## PROBLEM DETAILS
Copy out each line from the material where the word "OpponentDisconnected" is found.
___ RECORDS FOR THIS EXERCISE
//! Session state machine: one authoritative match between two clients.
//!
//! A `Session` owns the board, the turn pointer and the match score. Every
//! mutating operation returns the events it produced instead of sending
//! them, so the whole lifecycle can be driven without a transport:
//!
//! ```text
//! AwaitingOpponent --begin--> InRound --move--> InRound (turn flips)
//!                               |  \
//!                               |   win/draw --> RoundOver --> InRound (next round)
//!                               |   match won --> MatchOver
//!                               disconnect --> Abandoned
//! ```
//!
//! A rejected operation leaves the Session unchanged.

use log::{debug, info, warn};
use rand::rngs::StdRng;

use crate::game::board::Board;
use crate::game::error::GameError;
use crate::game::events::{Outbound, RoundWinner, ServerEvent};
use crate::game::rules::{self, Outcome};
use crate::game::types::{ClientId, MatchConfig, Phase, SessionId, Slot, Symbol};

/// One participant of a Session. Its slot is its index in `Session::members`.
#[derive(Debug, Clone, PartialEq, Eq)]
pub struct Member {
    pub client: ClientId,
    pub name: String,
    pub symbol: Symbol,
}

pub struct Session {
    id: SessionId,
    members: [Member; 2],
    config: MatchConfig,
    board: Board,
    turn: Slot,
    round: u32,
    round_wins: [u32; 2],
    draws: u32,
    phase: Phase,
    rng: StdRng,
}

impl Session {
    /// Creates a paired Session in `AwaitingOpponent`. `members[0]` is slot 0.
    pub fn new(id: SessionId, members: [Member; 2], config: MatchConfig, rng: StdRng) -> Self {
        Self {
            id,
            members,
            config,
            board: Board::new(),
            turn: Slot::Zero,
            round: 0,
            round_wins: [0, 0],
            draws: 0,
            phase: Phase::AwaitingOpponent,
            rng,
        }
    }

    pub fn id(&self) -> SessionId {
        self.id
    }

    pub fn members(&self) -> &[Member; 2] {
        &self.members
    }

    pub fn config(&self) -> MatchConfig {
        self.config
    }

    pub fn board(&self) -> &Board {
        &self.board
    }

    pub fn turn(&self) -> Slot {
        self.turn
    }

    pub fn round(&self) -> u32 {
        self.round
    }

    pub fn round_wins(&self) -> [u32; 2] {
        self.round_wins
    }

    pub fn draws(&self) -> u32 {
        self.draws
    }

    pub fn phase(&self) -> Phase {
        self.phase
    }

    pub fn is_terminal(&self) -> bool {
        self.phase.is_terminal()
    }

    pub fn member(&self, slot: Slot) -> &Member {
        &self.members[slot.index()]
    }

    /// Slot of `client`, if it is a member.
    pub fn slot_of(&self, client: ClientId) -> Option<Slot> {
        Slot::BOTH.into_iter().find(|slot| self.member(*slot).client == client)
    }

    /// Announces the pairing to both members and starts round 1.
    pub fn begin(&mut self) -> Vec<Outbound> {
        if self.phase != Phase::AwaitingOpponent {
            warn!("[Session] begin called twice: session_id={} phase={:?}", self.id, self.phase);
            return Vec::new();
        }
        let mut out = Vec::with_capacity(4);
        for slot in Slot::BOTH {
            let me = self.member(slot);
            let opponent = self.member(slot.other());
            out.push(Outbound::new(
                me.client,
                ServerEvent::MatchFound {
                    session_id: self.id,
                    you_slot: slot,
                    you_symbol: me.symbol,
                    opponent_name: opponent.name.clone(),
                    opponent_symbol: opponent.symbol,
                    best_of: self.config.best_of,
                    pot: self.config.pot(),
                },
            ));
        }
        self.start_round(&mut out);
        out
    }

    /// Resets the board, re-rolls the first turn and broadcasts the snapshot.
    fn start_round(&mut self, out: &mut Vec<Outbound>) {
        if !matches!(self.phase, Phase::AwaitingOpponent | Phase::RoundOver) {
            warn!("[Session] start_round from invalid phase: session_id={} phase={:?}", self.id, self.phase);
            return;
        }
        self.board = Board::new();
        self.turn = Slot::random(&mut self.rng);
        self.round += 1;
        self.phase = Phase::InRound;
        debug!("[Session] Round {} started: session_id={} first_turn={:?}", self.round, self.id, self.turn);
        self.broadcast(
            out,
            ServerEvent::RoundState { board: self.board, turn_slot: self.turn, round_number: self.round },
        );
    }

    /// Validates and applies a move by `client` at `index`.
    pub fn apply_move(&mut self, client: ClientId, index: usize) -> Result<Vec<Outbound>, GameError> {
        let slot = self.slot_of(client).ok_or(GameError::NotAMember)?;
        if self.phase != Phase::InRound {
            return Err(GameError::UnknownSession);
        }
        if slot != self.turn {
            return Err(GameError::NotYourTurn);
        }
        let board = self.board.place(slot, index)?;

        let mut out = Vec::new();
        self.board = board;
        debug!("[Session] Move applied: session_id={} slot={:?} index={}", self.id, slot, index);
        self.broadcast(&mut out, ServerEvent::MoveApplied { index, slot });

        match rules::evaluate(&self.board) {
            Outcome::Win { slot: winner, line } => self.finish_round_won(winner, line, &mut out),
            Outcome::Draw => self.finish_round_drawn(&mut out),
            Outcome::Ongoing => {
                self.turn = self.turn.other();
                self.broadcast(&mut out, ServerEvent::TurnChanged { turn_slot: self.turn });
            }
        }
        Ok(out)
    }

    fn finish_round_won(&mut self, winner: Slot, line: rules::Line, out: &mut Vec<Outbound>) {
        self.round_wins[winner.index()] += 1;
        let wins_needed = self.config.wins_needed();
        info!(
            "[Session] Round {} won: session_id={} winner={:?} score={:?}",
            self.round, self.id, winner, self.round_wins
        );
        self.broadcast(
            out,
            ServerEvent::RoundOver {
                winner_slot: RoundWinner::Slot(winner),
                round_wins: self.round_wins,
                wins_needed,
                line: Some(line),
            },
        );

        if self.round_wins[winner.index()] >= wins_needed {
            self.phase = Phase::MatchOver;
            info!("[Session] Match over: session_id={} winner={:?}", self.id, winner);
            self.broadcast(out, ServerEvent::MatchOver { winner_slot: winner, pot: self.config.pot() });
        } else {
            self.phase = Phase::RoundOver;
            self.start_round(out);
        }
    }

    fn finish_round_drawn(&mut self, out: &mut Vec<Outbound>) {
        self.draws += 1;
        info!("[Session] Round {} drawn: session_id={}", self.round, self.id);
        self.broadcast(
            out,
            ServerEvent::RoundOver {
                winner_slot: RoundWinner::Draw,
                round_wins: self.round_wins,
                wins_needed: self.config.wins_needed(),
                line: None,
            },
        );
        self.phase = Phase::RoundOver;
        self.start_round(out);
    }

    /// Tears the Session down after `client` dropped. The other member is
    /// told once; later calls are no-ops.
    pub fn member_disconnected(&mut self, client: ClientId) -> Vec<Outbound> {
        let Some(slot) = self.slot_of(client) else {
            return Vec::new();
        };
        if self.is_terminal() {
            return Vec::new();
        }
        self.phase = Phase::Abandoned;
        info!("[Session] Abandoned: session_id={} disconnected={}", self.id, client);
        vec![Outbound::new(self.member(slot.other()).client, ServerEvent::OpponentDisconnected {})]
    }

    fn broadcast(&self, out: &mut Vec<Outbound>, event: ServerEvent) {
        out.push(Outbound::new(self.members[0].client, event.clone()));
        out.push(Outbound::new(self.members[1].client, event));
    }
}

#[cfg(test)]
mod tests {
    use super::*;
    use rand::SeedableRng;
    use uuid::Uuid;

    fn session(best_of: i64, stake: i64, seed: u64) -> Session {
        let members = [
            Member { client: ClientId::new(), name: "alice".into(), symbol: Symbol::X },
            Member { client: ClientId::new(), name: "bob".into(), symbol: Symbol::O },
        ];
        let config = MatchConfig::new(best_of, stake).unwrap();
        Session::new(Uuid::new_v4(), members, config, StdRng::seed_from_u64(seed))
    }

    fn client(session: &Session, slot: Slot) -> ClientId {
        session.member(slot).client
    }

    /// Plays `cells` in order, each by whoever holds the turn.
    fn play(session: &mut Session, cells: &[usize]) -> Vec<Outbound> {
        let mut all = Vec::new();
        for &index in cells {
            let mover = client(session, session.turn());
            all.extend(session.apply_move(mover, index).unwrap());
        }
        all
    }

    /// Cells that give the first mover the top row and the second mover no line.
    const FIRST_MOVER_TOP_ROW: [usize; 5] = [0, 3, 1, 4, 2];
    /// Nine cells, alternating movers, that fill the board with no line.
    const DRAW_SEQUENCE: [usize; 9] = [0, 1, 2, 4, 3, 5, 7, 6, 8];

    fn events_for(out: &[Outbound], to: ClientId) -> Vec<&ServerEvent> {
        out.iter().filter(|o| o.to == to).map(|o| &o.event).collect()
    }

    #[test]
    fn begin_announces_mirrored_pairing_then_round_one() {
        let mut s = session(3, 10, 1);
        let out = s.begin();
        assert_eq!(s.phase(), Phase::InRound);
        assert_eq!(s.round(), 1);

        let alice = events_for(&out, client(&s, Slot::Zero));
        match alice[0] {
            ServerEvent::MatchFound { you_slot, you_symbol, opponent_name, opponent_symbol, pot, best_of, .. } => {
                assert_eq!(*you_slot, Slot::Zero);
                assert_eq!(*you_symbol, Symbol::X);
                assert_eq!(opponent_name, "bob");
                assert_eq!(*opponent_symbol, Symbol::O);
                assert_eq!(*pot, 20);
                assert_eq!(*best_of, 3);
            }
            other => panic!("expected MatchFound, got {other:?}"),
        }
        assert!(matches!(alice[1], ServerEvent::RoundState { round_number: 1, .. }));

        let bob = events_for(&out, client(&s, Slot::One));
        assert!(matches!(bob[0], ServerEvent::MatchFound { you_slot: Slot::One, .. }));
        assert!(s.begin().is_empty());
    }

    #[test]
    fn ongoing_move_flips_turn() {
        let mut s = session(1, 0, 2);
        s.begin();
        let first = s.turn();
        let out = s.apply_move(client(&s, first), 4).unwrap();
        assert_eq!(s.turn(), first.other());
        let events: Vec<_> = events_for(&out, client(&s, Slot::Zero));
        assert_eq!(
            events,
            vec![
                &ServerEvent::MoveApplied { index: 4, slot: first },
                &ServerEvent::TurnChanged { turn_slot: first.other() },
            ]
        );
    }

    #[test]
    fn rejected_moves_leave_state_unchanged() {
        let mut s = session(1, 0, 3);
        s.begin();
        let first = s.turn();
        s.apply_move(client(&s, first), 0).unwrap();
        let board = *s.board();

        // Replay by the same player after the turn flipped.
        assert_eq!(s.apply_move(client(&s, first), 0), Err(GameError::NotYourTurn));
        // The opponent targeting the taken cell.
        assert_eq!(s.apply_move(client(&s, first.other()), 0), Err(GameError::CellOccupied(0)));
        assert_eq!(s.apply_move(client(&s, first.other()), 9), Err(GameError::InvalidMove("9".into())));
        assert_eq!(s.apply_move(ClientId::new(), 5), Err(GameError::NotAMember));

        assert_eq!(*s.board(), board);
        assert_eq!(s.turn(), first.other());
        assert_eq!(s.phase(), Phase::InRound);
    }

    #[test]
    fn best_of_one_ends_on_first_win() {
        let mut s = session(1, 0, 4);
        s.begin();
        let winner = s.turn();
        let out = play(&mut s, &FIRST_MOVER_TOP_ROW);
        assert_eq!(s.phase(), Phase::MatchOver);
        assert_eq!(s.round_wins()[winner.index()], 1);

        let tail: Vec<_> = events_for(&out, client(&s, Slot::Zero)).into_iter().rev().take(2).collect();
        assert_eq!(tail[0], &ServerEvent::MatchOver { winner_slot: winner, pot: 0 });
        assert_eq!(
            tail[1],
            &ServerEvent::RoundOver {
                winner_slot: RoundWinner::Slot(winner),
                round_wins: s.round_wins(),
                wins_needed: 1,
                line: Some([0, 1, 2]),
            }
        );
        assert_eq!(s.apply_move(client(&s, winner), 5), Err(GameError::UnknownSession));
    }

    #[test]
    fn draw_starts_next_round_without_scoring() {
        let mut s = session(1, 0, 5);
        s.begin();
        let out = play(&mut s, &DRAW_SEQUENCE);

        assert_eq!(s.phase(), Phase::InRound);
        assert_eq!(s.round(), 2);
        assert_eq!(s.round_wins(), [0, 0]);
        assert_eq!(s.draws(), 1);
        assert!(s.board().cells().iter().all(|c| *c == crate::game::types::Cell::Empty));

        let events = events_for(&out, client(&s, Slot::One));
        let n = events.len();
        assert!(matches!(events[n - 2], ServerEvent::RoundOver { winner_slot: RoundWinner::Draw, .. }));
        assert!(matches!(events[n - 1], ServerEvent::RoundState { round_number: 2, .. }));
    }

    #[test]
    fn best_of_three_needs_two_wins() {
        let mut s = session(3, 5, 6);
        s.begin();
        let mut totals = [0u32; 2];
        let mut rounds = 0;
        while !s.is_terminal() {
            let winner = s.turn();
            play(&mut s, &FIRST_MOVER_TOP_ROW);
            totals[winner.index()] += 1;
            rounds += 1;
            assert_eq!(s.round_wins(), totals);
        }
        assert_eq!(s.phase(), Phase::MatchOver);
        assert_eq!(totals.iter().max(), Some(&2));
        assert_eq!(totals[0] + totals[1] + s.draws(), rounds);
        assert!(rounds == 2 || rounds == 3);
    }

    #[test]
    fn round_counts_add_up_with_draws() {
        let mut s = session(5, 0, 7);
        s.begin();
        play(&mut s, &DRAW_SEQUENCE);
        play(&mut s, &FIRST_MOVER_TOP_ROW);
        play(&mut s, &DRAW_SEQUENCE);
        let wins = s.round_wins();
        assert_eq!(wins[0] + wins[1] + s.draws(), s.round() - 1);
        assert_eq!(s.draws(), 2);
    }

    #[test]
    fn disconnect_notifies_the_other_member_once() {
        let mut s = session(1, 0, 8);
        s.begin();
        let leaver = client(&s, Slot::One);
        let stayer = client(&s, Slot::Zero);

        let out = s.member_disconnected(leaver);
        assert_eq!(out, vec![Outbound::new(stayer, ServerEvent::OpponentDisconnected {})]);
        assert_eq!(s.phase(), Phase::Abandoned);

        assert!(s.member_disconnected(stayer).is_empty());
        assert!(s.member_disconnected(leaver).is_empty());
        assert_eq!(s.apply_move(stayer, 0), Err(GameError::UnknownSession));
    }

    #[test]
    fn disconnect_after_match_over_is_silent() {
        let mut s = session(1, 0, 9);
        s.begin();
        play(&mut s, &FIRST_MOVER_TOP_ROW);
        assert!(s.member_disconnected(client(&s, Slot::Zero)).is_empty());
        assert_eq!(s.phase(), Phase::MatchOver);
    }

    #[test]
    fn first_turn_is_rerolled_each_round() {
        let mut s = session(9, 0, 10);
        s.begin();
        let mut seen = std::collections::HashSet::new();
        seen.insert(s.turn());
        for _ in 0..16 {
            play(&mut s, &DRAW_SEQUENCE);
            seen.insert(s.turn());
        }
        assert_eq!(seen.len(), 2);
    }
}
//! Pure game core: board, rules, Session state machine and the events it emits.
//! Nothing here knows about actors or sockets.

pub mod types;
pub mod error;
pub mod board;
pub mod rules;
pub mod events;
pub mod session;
______
## TASK OUTPUT
        vec![Outbound::new(self.member(slot.other()).client, ServerEvent::OpponentDisconnected {})]
        assert_eq!(out, vec![Outbound::new(stayer, ServerEvent::OpponentDisconnected {})]);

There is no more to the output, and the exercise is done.